Amyotrophic lateral sclerosis (ALS) is a heritable and incurable disease defined by the degeneration of motor neurons (MNs), yet the genetics of ALS remain partially understood. Using a genomic deep learning-powered whole-genome analysis of 6,715 ALS patients, we identify four rare noncoding variants associated with patient survival, including chr7:76,009,472:C>T which is linked to a 70.6% reduction in survival. Genetic editing of this variant into iPSC-derived MNs increases CCDC146 expression and exacerbates ALS-specific phenotypes including TDP-43 mislocalization. We reveal that CCDC146 was located within the basal body of primary cilia in human MNs, and that cilia structure and function is impaired by CCDC146 overexpression but is restored by its depletion.
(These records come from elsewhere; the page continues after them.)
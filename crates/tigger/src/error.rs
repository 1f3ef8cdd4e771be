//! Crate-wide error type.
//!
//! Simulation code never fails at runtime; errors only arise at the edges:
//! reading configuration, loading assets, bringing up the GPU, and rejecting
//! degenerate entity construction (a zero scale component would make the
//! inverse-model matrix blow up).

use std::fmt;
use std::path::PathBuf;

use crate::entity::Kind;

/// Errors produced while configuring, loading, or constructing the scene.
#[derive(Debug)]
pub enum Error {
    /// Reading a file from disk failed.
    Io { path: PathBuf, source: std::io::Error },
    /// An OBJ file contained a line we could not understand.
    ObjParse {
        path: PathBuf,
        line: usize,
        message: String,
    },
    /// Decoding a texture image failed.
    Image {
        path: PathBuf,
        source: image::ImageError,
    },
    /// Importing a glTF/GLB file failed.
    #[cfg(feature = "gltf")]
    Gltf { path: PathBuf, source: gltf::Error },
    /// The configuration file is not valid JSON for [`GameConfig`](crate::config::GameConfig).
    Config {
        path: PathBuf,
        source: serde_json::Error,
    },
    /// An entity was constructed with a zero scale component.
    ZeroScale { kind: Kind },
    /// A mesh file produced no triangles.
    EmptyMesh { path: PathBuf },
    /// GPU adapter, device, or surface setup failed.
    Gpu(String),
}

/// Shorthand used across the crate.
pub type Result<T> = std::result::Result<T, Error>;

impl fmt::Display for Error {
    fn fmt(&self, f: &mut fmt::Formatter<'_>) -> fmt::Result {
        match self {
            Error::Io { path, source } => write!(f, "failed to read '{}': {source}", path.display()),
            Error::ObjParse {
                path,
                line,
                message,
            } => write!(f, "{}:{line}: {message}", path.display()),
            Error::Image { path, source } => {
                write!(f, "failed to decode image '{}': {source}", path.display())
            }
            #[cfg(feature = "gltf")]
            Error::Gltf { path, source } => {
                write!(f, "failed to import glTF '{}': {source}", path.display())
            }
            Error::Config { path, source } => {
                write!(f, "invalid config '{}': {source}", path.display())
            }
            Error::ZeroScale { kind } => write!(f, "{kind:?} entity has a zero scale component"),
            Error::EmptyMesh { path } => write!(f, "mesh '{}' has no triangles", path.display()),
            Error::Gpu(e) => write!(f, "gpu setup failed: {e}"),
        }
    }
}

impl std::error::Error for Error {
    fn source(&self) -> Option<&(dyn std::error::Error + 'static)> {
        match self {
            Error::Io { source, .. } => Some(source),
            Error::Image { source, .. } => Some(source),
            #[cfg(feature = "gltf")]
            Error::Gltf { source, .. } => Some(source),
            Error::Config { source, .. } => Some(source),
            _ => None,
        }
    }
}

#[cfg(test)]
mod tests {
    use super::*;

    #[test]
    fn obj_parse_error_names_file_and_line() {
        let err = Error::ObjParse {
            path: PathBuf::from("assets/sphere.obj"),
            line: 12,
            message: "face has 5 vertices".into(),
        };
        assert_eq!(err.to_string(), "assets/sphere.obj:12: face has 5 vertices");
    }

    #[test]
    fn io_error_exposes_source() {
        let err = Error::Io {
            path: PathBuf::from("missing.json"),
            source: std::io::Error::new(std::io::ErrorKind::NotFound, "gone"),
        };
        assert!(std::error::Error::source(&err).is_some());
        assert!(err.to_string().contains("missing.json"));
    }
}
//! # Assets — CPU-Side Mesh Data
//!
//! Everything here is plain data: no GPU handles. The renderer turns a
//! [`MeshData`] into buffers; the simulation only ever names a drawable by its
//! [`ModelId`].
//!
//! ## Sources
//!
//! | Loader            | Files          | Notes                              |
//! |-------------------|----------------|------------------------------------|
//! | [`obj`]           | `.obj`         | triangles and quads, UV v flipped  |
//! | `gltf` (feature)  | `.gltf` `.glb` | all primitives merged into one mesh|
//! | [`shapes`]        | (built in)     | fallback sphere, ground fan        |
//! | [`texture`]       | `.png` `.jpg`  | decoded to RGBA8                   |

pub mod obj;
pub mod shapes;
pub mod texture;

#[cfg(feature = "gltf")]
pub mod gltf;

use std::path::Path;

use bytemuck::{Pod, Zeroable};
use serde::{Deserialize, Serialize};

use self::texture::TextureData;

use crate::config::AssetsConfig;
use crate::error::Result;

/// Names every drawable the scene can spawn.
#[derive(Debug, Clone, Copy, PartialEq, Eq, Hash, PartialOrd, Ord, Serialize, Deserialize)]
#[serde(rename_all = "snake_case")]
pub enum ModelId {
    Player,
    BlueSphere,
    YellowSphere,
    RedSphere,
    Bomb,
    Ground,
    Projectile,
}

impl ModelId {
    pub const ALL: [ModelId; 7] = [
        ModelId::Player,
        ModelId::BlueSphere,
        ModelId::YellowSphere,
        ModelId::RedSphere,
        ModelId::Bomb,
        ModelId::Ground,
        ModelId::Projectile,
    ];

    /// Dense index, used by the renderer's model table.
    pub fn index(self) -> usize {
        self as usize
    }
}

/// Per-vertex data for lit meshes: position, surface normal, and texture UV.
///
/// 32 bytes, matching `@location(0..=2)` of `vs_mesh` in `lit.wgsl`.
#[repr(C)]
#[derive(Debug, Clone, Copy, PartialEq, Pod, Zeroable)]
pub struct MeshVertex {
    pub position: [f32; 3],
    pub normal: [f32; 3],
    pub uv: [f32; 2],
}

/// A triangle list ready for upload.
#[derive(Debug, Clone, Default, PartialEq)]
pub struct MeshData {
    pub vertices: Vec<MeshVertex>,
    pub indices: Vec<u32>,
}

impl MeshData {
    pub fn triangle_count(&self) -> usize {
        self.indices.len() / 3
    }

    pub fn is_empty(&self) -> bool {
        self.indices.is_empty()
    }
}

/// Load a mesh file, picking the parser by extension.
pub fn load_mesh(path: &Path) -> Result<MeshData> {
    let ext = path
        .extension()
        .and_then(|e| e.to_str())
        .map(str::to_ascii_lowercase);
    match ext.as_deref() {
        #[cfg(feature = "gltf")]
        Some("gltf" | "glb") => gltf::load(path),
        _ => obj::load(path),
    }
}

/// Sphere resolution used for fallback meshes.
const FALLBACK_SEGMENTS: u32 = 32;
const FALLBACK_RINGS: u32 = 16;

/// The mesh configured for `id`, or a sphere of the configured fallback
/// radius if the file is unset, missing or unreadable.
pub fn model_mesh(assets: &AssetsConfig, id: ModelId) -> MeshData {
    let spec = assets.spec(id);
    let fallback = || shapes::sphere(spec.fallback_radius, FALLBACK_SEGMENTS, FALLBACK_RINGS);
    let Some(relative) = &spec.mesh else {
        return fallback();
    };
    let path = assets.resolve(relative);
    match load_mesh(&path) {
        Ok(mesh) => {
            log::info!("{id:?}: loaded '{}' ({} triangles)", path.display(), mesh.triangle_count());
            mesh
        }
        Err(err) => {
            log::warn!("{id:?}: {err}; drawing a sphere instead");
            fallback()
        }
    }
}

/// The texture configured for `id`, or a single pixel of the fallback colour.
pub fn model_texture(assets: &AssetsConfig, id: ModelId) -> TextureData {
    let spec = assets.spec(id);
    let Some(relative) = &spec.texture else {
        return TextureData::solid(spec.fallback_color);
    };
    let path = assets.resolve(relative);
    match texture::load(&path) {
        Ok(tex) => {
            log::info!("{id:?}: loaded '{}' ({}x{})", path.display(), tex.width, tex.height);
            tex
        }
        Err(err) => {
            log::warn!("{id:?}: {err}; using a solid colour");
            TextureData::solid(spec.fallback_color)
        }
    }
}

#[cfg(test)]
mod tests {
    use super::*;
    use std::path::PathBuf;

    fn nowhere() -> AssetsConfig {
        AssetsConfig {
            root: PathBuf::from("no/such/asset/dir"),
            ..AssetsConfig::default()
        }
    }

    #[test]
    fn missing_mesh_falls_back_to_a_sphere_of_the_configured_radius() {
        let assets = nowhere();
        let mesh = model_mesh(&assets, ModelId::Player);
        assert!(!mesh.is_empty());
        let r = glam::Vec3::from(mesh.vertices[0].position).length();
        assert!((r - assets.player.fallback_radius).abs() < 1e-3, "radius {r}");
    }

    #[test]
    fn missing_texture_falls_back_to_the_configured_colour() {
        let assets = nowhere();
        let tex = model_texture(&assets, ModelId::Ground);
        assert_eq!(tex, TextureData::solid(assets.ground.fallback_color));
    }

    #[test]
    fn unknown_extension_goes_to_the_obj_parser() {
        let err = load_mesh(Path::new("no/such/model.xyz")).unwrap_err();
        assert!(matches!(err, crate::error::Error::Io { .. }), "got {err}");
    }

    #[test]
    fn model_ids_are_dense() {
        for (i, id) in ModelId::ALL.iter().enumerate() {
            assert_eq!(id.index(), i);
        }
    }
}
Suppressing CCDC146 using an antisense oligonucleotide (ASO) completely rescues ALS-specific survival defects in neurons derived from both sporadic and familial patients, and it extends survival and reverses TDP-43 pathology in an aggressive ALS mouse model. Taken together, CCDC146 is a new modifier of ALS survival that acts via the primary cilia of MNs. ASO targeting of CCDC146 is a potential therapeutic approach for both sporadic and genetic forms of ALS, particularly because congenital absence of CCDC146 is well tolerated.